Est-il alors encore légitime de jeter les pierres aux États qui reconnaissent les mouvements rebelles alors qu'il est dans leur devoir de le faire ? Le principe de souveraineté qui fonderait cette attitude n'est plus étanche. Le principe d'égalité est théorique. Les fondements juridiques ne manquent pas d'ampleur. Alors, pourquoi le débat ? Nous restons persuadé que perdre de vue sur la nature des choses serait compromettre même la substance du droit international. Celui-ci, lorsque pris classiquement, considère la reconnaissance qui ne porterait pas sur l'État ou le gouvernement comme une violation et que les conséquences seraient de nature à compromettre les relations internationales.

La reconnaissance par la France du CNT en tant que gouvernement de la Libye en 2011, au-delà d'une violation du droit international, présente donc des conséquences drastiques eu égard à ce qui précède. La conséquence de la reconnaissance du CNT est d'entrée de jeu l'entrée de l'OTAN dans le conflit afin d'écarter KADHAFI du pouvoir. Il s'agit de l'intervention dans une guerre civile. Celle-ci est d'après le droit international une affaire intérieure. En effet, le principe de non intervention dans les affaires intérieures d'un autre État est prolongé par celui de non intervention dans une guerre qui l'oppose avec ses ressortissants. La reconnaissance qui intervient au mépris de ce principe est alors vue comme une violation du droit international.

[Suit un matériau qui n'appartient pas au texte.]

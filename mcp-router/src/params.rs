//! MCP tool parameter types.
//!
//! Input schemas are generated with `schemars`, as the MCP protocol
//! requires.

use schemars::JsonSchema;
use serde::{Deserialize, Serialize};

/// Leg selection shorthand exposed to MCP clients.
#[derive(Debug, Clone, Copy, Default, Serialize, Deserialize, JsonSchema, PartialEq, Eq)]
#[serde(rename_all = "snake_case")]
pub enum SearchMode {
    #[default]
    Tribrid,
    DenseOnly,
    SparseOnly,
    GraphOnly,
}

impl SearchMode {
    /// Map the mode onto (vector, sparse, graph) leg flags.
    pub fn leg_flags(self) -> (bool, bool, bool) {
        match self {
            Self::Tribrid => (true, true, true),
            Self::DenseOnly => (true, false, false),
            Self::SparseOnly => (false, true, false),
            Self::GraphOnly => (false, false, true),
        }
    }
}

/// Parameters for the `search` tool.
#[derive(Debug, Clone, Serialize, Deserialize, JsonSchema)]
pub struct SearchParams {
    /// Natural-language query.
    pub query: String,

    /// Corpus to search.
    pub corpus_id: String,

    /// Leg selection; defaults to all three legs.
    #[serde(default, skip_serializing_if = "Option::is_none")]
    pub mode: Option<SearchMode>,

    /// Result cap override.
    #[serde(default, skip_serializing_if = "Option::is_none")]
    pub top_k: Option<usize>,
}

/// Parameters for the `answer` tool. Same shape as `search`; the answer is
/// composed from the retrieved chunks.
#[derive(Debug, Clone, Serialize, Deserialize, JsonSchema)]
pub struct AnswerParams {
    /// Natural-language question.
    pub query: String,

    /// Corpus to answer from.
    pub corpus_id: String,

    #[serde(default, skip_serializing_if = "Option::is_none")]
    pub mode: Option<SearchMode>,

    #[serde(default, skip_serializing_if = "Option::is_none")]
    pub top_k: Option<usize>,
}

#[cfg(test)]
mod tests {
    use super::*;

    #[test]
    fn modes_map_to_leg_flags() {
        assert_eq!(SearchMode::Tribrid.leg_flags(), (true, true, true));
        assert_eq!(SearchMode::DenseOnly.leg_flags(), (true, false, false));
        assert_eq!(SearchMode::SparseOnly.leg_flags(), (false, true, false));
        assert_eq!(SearchMode::GraphOnly.leg_flags(), (false, false, true));
    }

    #[test]
    fn mode_names_use_snake_case() {
        let mode: SearchMode = serde_json::from_str("\"dense_only\"").expect("parse");
        assert_eq!(mode, SearchMode::DenseOnly);
    }
}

Au-delà de toutes ces considérations, on peut également se pencher du côté des États qui ont reconnu le CNT, pour savoir exactement la raison d'être d'une telle reconnaissance. Il est admis que les gouvernements des pays dits « démocratiques » sont hostiles aujourd'hui à tout gouvernement qui ne le serait pas. Ils chercheraient alors à tout prix à se débarrasser de lui en vue de se conformer aux exigences de la vie internationale en usant de tous les moyens possibles comme ce fut le cas pour les peuples coloniaux luttant pour l'indépendance.

Mais Serge HALIMI s'inquiète. Il dit : « Qui croit (...) que des États, quels qu'ils soient, consacrent leurs ressources et leurs armées à l'accomplissement d'objectifs démocratiques ? »47(*) Conscient que cette assertion est en phase de tout ce qui se déroule aujourd'hui dans le monde et qu'on tente de légitimer ; nous estimons que de tels intérêts pourraient faire naître de nouveau l'impérialisme exacerbé.Si les États qui ont reconnu le CNT après la France n'étaient pas totalement encouragés par des objectifs poursuivis par la France dans le conflit, ils ont été néanmoins submergés par de nombreux autres intérêts. D'après DELAGELA, le Livre Blanc de Défense et de Sécurité Nationale (LBDSN) rédigé en 2008 et indiquant les priorités stratégiques françaises pour les 15 ans à venir précisait bien qu'il s'agissait de concentrer les capacités de prévention et d'intervention françaises sur l'axe Méditerranée / Golfe Arabo-persique / Océan Indien. Cette zone y est vue d'après l'auteur, comme un arc de crise, espace prioritaire où les risques impliquant les intérêts stratégiques de la France et de l'Europe sont les plus élevés.48(*)

L'action en Libye a été vue dans cette perspective comme une stratégie personnelle de Nicolas SARKOZY. La reconnaissance par la France du CNT, loin de consister à l'instauration d'un État de droit en Libye, a conservé l'initiative politique, diplomatique et stratégique pour renforcer son statut de puissance stratégique à vocation mondiale. Les rudiments des informations de la presse qui ne nous intéresse pas totalement, ni ne nous emporte, dénote également une attitude similaire. Il convient donc de se poser la question suivante : Y a-t-il eu amitié entre le pays qui reconnaît et le pays dont le gouvernement est renversé ? Ou au contraire, il ne s'agit que d'un règlement de compte ?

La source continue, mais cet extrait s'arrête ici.